Exercise instructions:
Down to the final line, print the records again exactly.

##############################

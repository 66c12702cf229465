//! JSON Schema for the configuration file.

use crate::config::HeicwallConfig;

/// Identifier embedded as `$id` in the generated schema.
const SCHEMA_ID: &str = "https://raw.githubusercontent.com/heicwall/heicwall/main/heicwall.schema.json";

/// Generates a JSON Schema for the heicwall configuration.
#[must_use]
pub fn generate_schema() -> schemars::Schema {
    let mut schema = schemars::schema_for!(HeicwallConfig);

    if let Some(obj) = schema.as_object_mut() {
        obj.insert("$id".to_string(), serde_json::json!(SCHEMA_ID));
    }

    schema
}

/// Generates the schema as a pretty-printed JSON string.
#[must_use]
pub fn generate_schema_json() -> String {
    let schema = generate_schema();
    serde_json::to_string_pretty(&schema).unwrap_or_default()
}
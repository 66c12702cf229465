//! Platform helpers.

pub mod path;
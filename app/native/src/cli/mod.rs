//! CLI module for heicwall.
//!
//! Parses command-line arguments, sets up logging and runs the selected
//! command against the library.

mod commands;
mod output;

use clap::Parser;
pub use commands::Cli;

use crate::error::HeicwallError;
use crate::logging;

/// Runs the CLI.
///
/// # Errors
///
/// Returns an error if the command execution fails.
pub fn run() -> Result<(), HeicwallError> {
    let cli = Cli::parse();
    logging::init(cli.verbose);
    cli.execute()
}
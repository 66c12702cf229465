//! CLI command definitions using Clap.
//!
//! Commands are organized into domain-specific submodules:
//!
//! - `wallpaper` - Inspecting, decoding, evaluating and scanning wallpapers
//! - `cache` - Definition cache management commands
//! - `config_cmd` - Configuration file commands

use std::io;
use std::path::PathBuf;

use clap::{CommandFactory, Parser, Subcommand};
use clap_complete::{Generator, Shell, generate};

use crate::constants::APP_NAME;
use crate::error::HeicwallError;
use crate::{config, schema};

pub mod cache;
pub mod config_cmd;
pub mod wallpaper;

pub use cache::CacheCommands;
pub use config_cmd::ConfigCommands;
pub use wallpaper::{DecodeArgs, EvaluateArgs, InspectArgs, ScanArgs};

/// Application version from Cargo.toml.
const APP_VERSION: &str = env!("CARGO_PKG_VERSION");

/// Heicwall - decode dynamic HEIC wallpaper metadata and pick the frame to display.
#[derive(Parser, Debug)]
#[command(name = "heicwall")]
#[command(author, version = APP_VERSION, about, long_about = None)]
#[command(propagate_version = true)]
pub struct Cli {
    /// Path to a custom configuration file.
    ///
    /// Overrides the default configuration file search paths.
    /// Supports JSONC format (JSON with comments).
    #[arg(long, short, global = true, value_name = "PATH")]
    pub config: Option<PathBuf>,

    /// Log debug output to stderr.
    ///
    /// `HEICWALL_LOG` or `RUST_LOG` take precedence when set.
    #[arg(long, short, global = true)]
    pub verbose: bool,

    #[command(subcommand)]
    command: Commands,
}

/// Available CLI commands.
#[derive(Subcommand, Debug)]
#[command(next_display_order = None)]
pub enum Commands {
    /// Decode a binary property list and print it as JSON.
    ///
    /// Accepts the base64 text of a `Solar`, `H24` or `Apr` tag, or a file
    /// holding either that text or raw `bplist00` bytes.
    Inspect(InspectArgs),

    /// Build the definition of a wallpaper and store it in the cache.
    ///
    /// Reads the tags produced by the metadata extractor, decodes the dynamic
    /// metadata and prints the resulting definition.
    Decode(DecodeArgs),

    /// Pick the frame to display for a cached wallpaper.
    Evaluate(EvaluateArgs),

    /// Load every wallpaper of a folder.
    ///
    /// Cached definitions are reused; other files are decoded from their
    /// `<file>.json` sidecar and stored.
    Scan(ScanArgs),

    /// Definition cache management commands.
    #[command(subcommand)]
    Cache(CacheCommands),

    /// Configuration file management commands.
    #[command(subcommand)]
    Config(ConfigCommands),

    /// Output the configuration JSON Schema.
    ///
    /// Can be redirected to a file for use with editors that support JSON
    /// Schema validation.
    Schema,

    /// Generate shell completions.
    ///
    /// Usage:
    ///   eval "$(heicwall completions --shell zsh)"
    ///   heicwall completions --shell fish > ~/.config/fish/completions/heicwall.fish
    #[command(verbatim_doc_comment)]
    Completions {
        /// The shell to generate completions for.
        #[arg(long, short, value_enum)]
        shell: Shell,
    },
}

impl Cli {
    /// Returns the custom config path if specified via --config flag.
    #[must_use]
    pub fn config_path(&self) -> Option<&PathBuf> { self.config.as_ref() }

    /// Execute the CLI command.
    ///
    /// # Errors
    ///
    /// Returns an error if the command execution fails.
    pub fn execute(&self) -> Result<(), HeicwallError> {
        if let Some(path) = &self.config {
            if !path.exists() {
                return Err(HeicwallError::Config(format!(
                    "Configuration file not found: {}",
                    path.display()
                )));
            }
            config::set_custom_config_path(path.clone());
        }

        match &self.command {
            Commands::Inspect(args) => wallpaper::execute_inspect(args),
            Commands::Decode(args) => wallpaper::execute_decode(args),
            Commands::Evaluate(args) => wallpaper::execute_evaluate(args),
            Commands::Scan(args) => wallpaper::execute_scan(args),
            Commands::Cache(cmd) => cache::execute(cmd),
            Commands::Config(cmd) => config_cmd::execute(cmd),

            Commands::Schema => {
                println!("{}", schema::generate_schema_json());
                Ok(())
            }

            Commands::Completions { shell } => {
                Self::print_completions(*shell);
                Ok(())
            }
        }
    }

    /// Print shell completions to stdout.
    fn print_completions<G: Generator>(generator: G) {
        let mut cmd = Self::command();
        generate(generator, &mut cmd, APP_NAME, &mut io::stdout());
    }
}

##############################

Task response:
repository 66c12702cf229465
//! JSON Schema for the configuration file.

use crate::config::HeicwallConfig;

/// Identifier embedded as `$id` in the generated schema.
const SCHEMA_ID: &str = "https://raw.githubusercontent.com/heicwall/heicwall/main/heicwall.schema.json";

/// Generates a JSON Schema for the heicwall configuration.
#[must_use]
pub fn generate_schema() -> schemars::Schema {
    let mut schema = schemars::schema_for!(HeicwallConfig);

    if let Some(obj) = schema.as_object_mut() {
        obj.insert("$id".to_string(), serde_json::json!(SCHEMA_ID));
    }

    schema
}

/// Generates the schema as a pretty-printed JSON string.
#[must_use]
pub fn generate_schema_json() -> String {
    let schema = generate_schema();
    serde_json::to_string_pretty(&schema).unwrap_or_default()
}
repository 66c12702cf229465
//! Platform helpers.

pub mod path;
filename app/native/src/cli/mod.rs
//! CLI module for heicwall.
//!
//! Parses command-line arguments, sets up logging and runs the selected
//! command against the library.

mod commands;
mod output;

use clap::Parser;
pub use commands::Cli;

use crate::error::HeicwallError;
use crate::logging;

/// Runs the CLI.
///
/// # Errors
///
/// Returns an error if the command execution fails.
pub fn run() -> Result<(), HeicwallError> {
    let cli = Cli::parse();
    logging::init(cli.verbose);
    cli.execute()
}
repository 66c12702cf229465
//! CLI command definitions using Clap.
//!
//! Commands are organized into domain-specific submodules:
//!
//! - `wallpaper` - Inspecting, decoding, evaluating and scanning wallpapers
//! - `cache` - Definition cache management commands
//! - `config_cmd` - Configuration file commands

use std::io;
use std::path::PathBuf;

use clap::{CommandFactory, Parser, Subcommand};
use clap_complete::{Generator, Shell, generate};

use crate::constants::APP_NAME;
use crate::error::HeicwallError;
use crate::{config, schema};

pub mod cache;
pub mod config_cmd;
pub mod wallpaper;

pub use cache::CacheCommands;
pub use config_cmd::ConfigCommands;
pub use wallpaper::{DecodeArgs, EvaluateArgs, InspectArgs, ScanArgs};

/// Application version from Cargo.toml.
const APP_VERSION: &str = env!("CARGO_PKG_VERSION");

/// Heicwall - decode dynamic HEIC wallpaper metadata and pick the frame to display.
#[derive(Parser, Debug)]
#[command(name = "heicwall")]
#[command(author, version = APP_VERSION, about, long_about = None)]
#[command(propagate_version = true)]
pub struct Cli {
    /// Path to a custom configuration file.
    ///
    /// Overrides the default configuration file search paths.
    /// Supports JSONC format (JSON with comments).
    #[arg(long, short, global = true, value_name = "PATH")]
    pub config: Option<PathBuf>,

    /// Log debug output to stderr.
    ///
    /// `HEICWALL_LOG` or `RUST_LOG` take precedence when set.
    #[arg(long, short, global = true)]
    pub verbose: bool,

    #[command(subcommand)]
    command: Commands,
}

/// Available CLI commands.
#[derive(Subcommand, Debug)]
#[command(next_display_order = None)]
pub enum Commands {
    /// Decode a binary property list and print it as JSON.
    ///
    /// Accepts the base64 text of a `Solar`, `H24` or `Apr` tag, or a file
    /// holding either that text or raw `bplist00` bytes.
    Inspect(InspectArgs),

    /// Build the definition of a wallpaper and store it in the cache.
    ///
    /// Reads the tags produced by the metadata extractor, decodes the dynamic
    /// metadata and prints the resulting definition.
    Decode(DecodeArgs),

    /// Pick the frame to display for a cached wallpaper.
    Evaluate(EvaluateArgs),

    /// Load every wallpaper of a folder.
    ///
    /// Cached definitions are reused; other files are decoded from their
    /// `<file>.json` sidecar and stored.
    Scan(ScanArgs),

    /// Definition cache management commands.
    #[command(subcommand)]
    Cache(CacheCommands),

    /// Configuration file management commands.
    #[command(subcommand)]
    Config(ConfigCommands),

    /// Output the configuration JSON Schema.
    ///
    /// Can be redirected to a file for use with editors that support JSON
    /// Schema validation.
    Schema,

    /// Generate shell completions.
    ///
    /// Usage:
    ///   eval "$(heicwall completions --shell zsh)"
    ///   heicwall completions --shell fish > ~/.config/fish/completions/heicwall.fish
    #[command(verbatim_doc_comment)]
    Completions {
        /// The shell to generate completions for.
        #[arg(long, short, value_enum)]
        shell: Shell,
    },
}

impl Cli {
    /// Returns the custom config path if specified via --config flag.
    #[must_use]
    pub fn config_path(&self) -> Option<&PathBuf> { self.config.as_ref() }

    /// Execute the CLI command.
    ///
    /// # Errors
    ///
    /// Returns an error if the command execution fails.
    pub fn execute(&self) -> Result<(), HeicwallError> {
        if let Some(path) = &self.config {
            if !path.exists() {
                return Err(HeicwallError::Config(format!(
                    "Configuration file not found: {}",
                    path.display()
                )));
            }
            config::set_custom_config_path(path.clone());
        }

        match &self.command {
            Commands::Inspect(args) => wallpaper::execute_inspect(args),
            Commands::Decode(args) => wallpaper::execute_decode(args),
            Commands::Evaluate(args) => wallpaper::execute_evaluate(args),
            Commands::Scan(args) => wallpaper::execute_scan(args),
            Commands::Cache(cmd) => cache::execute(cmd),
            Commands::Config(cmd) => config_cmd::execute(cmd),

            Commands::Schema => {
                println!("{}", schema::generate_schema_json());
                Ok(())
            }

            Commands::Completions { shell } => {
                Self::print_completions(*shell);
                Ok(())
            }
        }
    }

    /// Print shell completions to stdout.
    fn print_completions<G: Generator>(generator: G) {
        let mut cmd = Self::command();
        generate(generator, &mut cmd, APP_NAME, &mut io::stdout());
    }
}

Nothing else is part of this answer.